TRY IT
Retype the material exactly, ending with the line containing "use crate::support::test_server::start_test_server;".

DATA FOR THIS TASK
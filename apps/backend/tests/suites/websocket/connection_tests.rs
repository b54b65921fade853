// WebSocket connection, refusal, reconnection and teardown tests

use std::time::Duration;

use rummy_backend::RoomConfig;

use super::helpers::{connect, hand_of, public_player, seat_two};
use crate::support::test_server::start_test_server;
use crate::support::websocket_client::WebSocketClient;

#[actix_web::test]
async fn first_player_is_welcomed_into_a_waiting_room() -> Result<(), Box<dyn std::error::Error>> {
    let server = start_test_server(RoomConfig::default())?;

    let mut a = connect(&server.room_url("conn-waiting")).await?;
    let state = a.client.recv_state_in("waiting").await?;

    assert_eq!(state["roundNo"], 0);
    assert!(state["currentTurn"].is_null());
    assert_eq!(state["players"].as_array().map(Vec::len), Some(1));
    assert!(public_player(&state, &a.session_id).is_some());
    assert_eq!(server.state.rooms.room_count(), 1);

    a.client.close().await?;
    server.stop().await;
    Ok(())
}

#[actix_web::test]
async fn filling_the_room_deals_private_hands() -> Result<(), Box<dyn std::error::Error>> {
    let server = start_test_server(RoomConfig::default())?;

    let (mut a, mut b, dealt) = seat_two(&server, "conn-deal").await?;

    assert_eq!(hand_of(&dealt).len(), 13);
    assert_eq!(dealt["deckSize"], 81);
    assert_eq!(dealt["roundNo"], 1);
    assert_eq!(dealt["wildJoker"]["isJoker"], false);
    assert!(dealt["you"]["suggestedGroups"].is_array());
    let owner = dealt["currentTurn"].as_str().ok_or("no turn owner")?;
    assert!(owner == a.session_id || owner == b.session_id);
    let opponent = public_player(&dealt, &b.session_id).ok_or("opponent missing")?;
    assert_eq!(opponent["handSize"], 13);
    assert!(opponent.get("hand").is_none(), "opponents never see cards");

    a.client.close().await?;
    b.client.close().await?;
    server.stop().await;
    Ok(())
}

#[actix_web::test]
async fn full_room_refuses_and_closes() -> Result<(), Box<dyn std::error::Error>> {
    let server = start_test_server(RoomConfig::default())?;
    let (mut a, mut b, _) = seat_two(&server, "conn-full").await?;

    let mut late = WebSocketClient::connect_retry(&server.room_url("conn-full"), Duration::from_secs(2)).await?;
    let refusal = late.recv_json().await?.ok_or("closed without a reason")?;
    assert_eq!(refusal["type"], "error");
    assert_eq!(refusal["code"], "room_full");
    late.expect_closed().await?;

    a.client.close().await?;
    b.client.close().await?;
    server.stop().await;
    Ok(())
}

#[actix_web::test]
async fn departed_player_can_resume_their_seat() -> Result<(), Box<dyn std::error::Error>> {
    let server = start_test_server(RoomConfig::default())?;
    let (mut a, mut b, _) = seat_two(&server, "conn-resume").await?;
    let b_id = b.session_id.clone();

    b.client.close().await?;
    let seen = a
        .client
        .recv_until("state", |s| {
            public_player(s, &b_id).is_some_and(|p| p["connected"] == false)
        })
        .await?;
    assert_eq!(seen["phase"], "playing");

    let url = server.resume_url("conn-resume", &b.resume_token);
    let mut back = connect(&url).await?;
    assert_eq!(back.session_id, b_id);
    assert_eq!(back.resume_token, b.resume_token);
    let state = back.client.recv_state_in("playing").await?;
    assert_eq!(hand_of(&state).len(), 13);
    assert_eq!(
        public_player(&state, &b_id).map(|p| p["connected"].clone()),
        Some(serde_json::Value::Bool(true))
    );

    a.client.close().await?;
    back.client.close().await?;
    server.stop().await;
    Ok(())
}

#[actix_web::test]
async fn public_session_ids_cannot_claim_a_seat() -> Result<(), Box<dyn std::error::Error>> {
    let server = start_test_server(RoomConfig::default())?;
    let (mut a, mut b, dealt) = seat_two(&server, "conn-claim").await?;
    let b_id = b.session_id.clone();
    assert!(public_player(&dealt, &b_id).is_some());

    let mut claimant = WebSocketClient::connect_retry(
        &server.resume_url("conn-claim", &b_id),
        Duration::from_secs(2),
    )
    .await?;
    let refusal = claimant.recv_json().await?.ok_or("closed without a reason")?;
    assert_eq!(refusal["type"], "error");
    assert_eq!(refusal["code"], "not_eligible");
    claimant.expect_closed().await?;

    // The seat still belongs to b and still answers on b's socket.
    let owner_id = dealt["currentTurn"].as_str().ok_or("no turn owner")?.to_string();
    let seated = if owner_id == b_id { &mut b } else { &mut a };
    seated.client.send_json(&serde_json::json!({"type": "draw", "source": "deck"})).await?;
    let drawn = seated
        .client
        .recv_until("state", |s| hand_of(s).len() == 14)
        .await?;
    assert_eq!(
        public_player(&drawn, &b_id).map(|p| p["connected"].clone()),
        Some(serde_json::Value::Bool(true))
    );

    a.client.close().await?;
    b.client.close().await?;
    server.stop().await;
    Ok(())
}

#[actix_web::test]
async fn last_player_standing_wins_and_room_tears_down() -> Result<(), Box<dyn std::error::Error>> {
    let config = RoomConfig {
        reconnect_grace: Duration::from_millis(150),
        teardown_delay: Duration::from_millis(150),
        ..RoomConfig::default()
    };
    let server = start_test_server(config)?;
    let (mut a, mut b, _) = seat_two(&server, "conn-attrition").await?;

    b.client.close().await?;
    let result = a
        .client
        .recv_until("result", |r| r["isMatchOver"] == true)
        .await?;
    assert_eq!(result["valid"], true);
    assert_eq!(result["grandWinner"], a.session_id.as_str());
    assert_eq!(result["reason"], "All other players left the match.");

    a.client.expect_closed().await?;
    assert_eq!(server.state.rooms.room_count(), 0);

    server.stop().await;
    Ok(())
}

#[actix_web::test]
async fn malformed_room_ids_are_rejected() -> Result<(), Box<dyn std::error::Error>> {
    let server = start_test_server(RoomConfig::default())?;
    let long_id = "x".repeat(65);
    let refused = WebSocketClient::connect_retry(&server.room_url(&long_id), Duration::from_millis(200)).await;
    assert!(refused.is_err());
    assert_eq!(server.state.rooms.room_count(), 0);
    server.stop().await;
    Ok(())
}
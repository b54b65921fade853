use crate::domain::cards_parsing::{parse_card, try_parse_cards};
use crate::domain::{penalty_for_grouping, penalty_for_hand, Card, CardId, GroupingAssessment};
use crate::errors::domain::ValidationKind;

/// Ids are offset per call so groups built in one test never share ids.
fn cards(first_id: u16, tokens: &[&str]) -> Vec<Card> {
    try_parse_cards(first_id, tokens.iter().copied()).unwrap()
}

#[test]
fn hand_penalty_sums_face_values() {
    let hand = cards(0, &["KH", "QD", "9S", "AH", "2C"]);
    assert_eq!(penalty_for_hand(&hand, None), 41);
}

#[test]
fn hand_penalty_ignores_jokers() {
    let wild = parse_card(CardId(500), "9C").unwrap();
    let hand = cards(0, &["KH", "QD", "9S", "PJ"]);
    assert_eq!(penalty_for_hand(&hand, Some(&wild)), 20);
}

#[test]
fn hand_penalty_is_capped() {
    let hand = cards(
        0,
        &["KH", "KD", "KC", "KS", "QH", "QD", "QC", "QS", "JH", "JD", "JC", "JS", "10H"],
    );
    assert_eq!(penalty_for_hand(&hand, None), 80);
}

#[test]
fn without_pure_sequence_everything_is_charged() {
    let melds = vec![cards(0, &["KH", "KD", "KC"]), cards(10, &["9D", "10D", "PJ"])];
    let leftovers = cards(20, &["2S"]);
    assert_eq!(penalty_for_grouping(&melds, &leftovers, None), 30 + 19 + 2);
}

#[test]
fn with_one_sequence_only_pure_runs_are_spared() {
    let melds = vec![cards(0, &["4S", "5S", "6S"]), cards(10, &["KH", "KD", "KC"])];
    let leftovers = cards(20, &["2S", "3H"]);
    assert_eq!(penalty_for_grouping(&melds, &leftovers, None), 30 + 5);
}

#[test]
fn with_two_sequences_only_invalid_melds_are_charged() {
    let melds = vec![
        cards(0, &["4S", "5S", "6S"]),
        cards(10, &["9D", "10D", "PJ"]),
        cards(20, &["KH", "KD", "KC"]),
        cards(30, &["2H", "9C", "4D"]),
    ];
    let leftovers = cards(40, &["3H"]);
    assert_eq!(penalty_for_grouping(&melds, &leftovers, None), 15 + 3);
}

#[test]
fn grouping_penalty_is_capped() {
    let melds = vec![cards(0, &["KH", "QD", "JC", "10S"]), cards(10, &["KS", "QH", "JD", "10C"])];
    let leftovers = cards(20, &["9H", "9D"]);
    assert_eq!(penalty_for_grouping(&melds, &leftovers, None), 80);
}

#[test]
fn winning_grouping_scores_nothing_as_a_loss() {
    let melds = vec![
        cards(0, &["4S", "5S", "6S"]),
        cards(10, &["9D", "10D", "PJ"]),
        cards(20, &["KH", "KD", "KC"]),
    ];
    assert_eq!(GroupingAssessment::of(&melds, None).shortfall(), None);
    assert_eq!(penalty_for_grouping(&melds, &[], None), 0);
}

#[test]
fn shortfall_reports_rules_in_order() {
    let no_pure = vec![cards(0, &["9D", "10D", "PJ"]), cards(10, &["2H", "9C", "4D"])];
    assert_eq!(
        GroupingAssessment::of(&no_pure, None).shortfall(),
        Some(ValidationKind::NoPureSequence)
    );

    let one_sequence = vec![cards(0, &["4S", "5S", "6S"]), cards(10, &["2H", "9C", "4D"])];
    assert_eq!(
        GroupingAssessment::of(&one_sequence, None).shortfall(),
        Some(ValidationKind::NeedTwoSequences)
    );

    let invalid = vec![
        cards(0, &["4S", "5S", "6S"]),
        cards(10, &["7H", "8H", "9H"]),
        cards(20, &["2H", "9C", "4D"]),
    ];
    let assessment = GroupingAssessment::of(&invalid, None);
    assert_eq!(assessment.pure_sequences, 2);
    assert_eq!(assessment.sequences, 2);
    assert_eq!(assessment.shortfall(), Some(ValidationKind::InvalidGrouping));
}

OUTPUT FOR THIS EXERCISE
filename apps/backend/tests/suites/websocket/connection_tests.rs
repository b54b65921fade853
// WebSocket connection, refusal, reconnection and teardown tests

use std::time::Duration;

use rummy_backend::RoomConfig;

use super::helpers::{connect, hand_of, public_player, seat_two};
use crate::support::test_server::start_test_server;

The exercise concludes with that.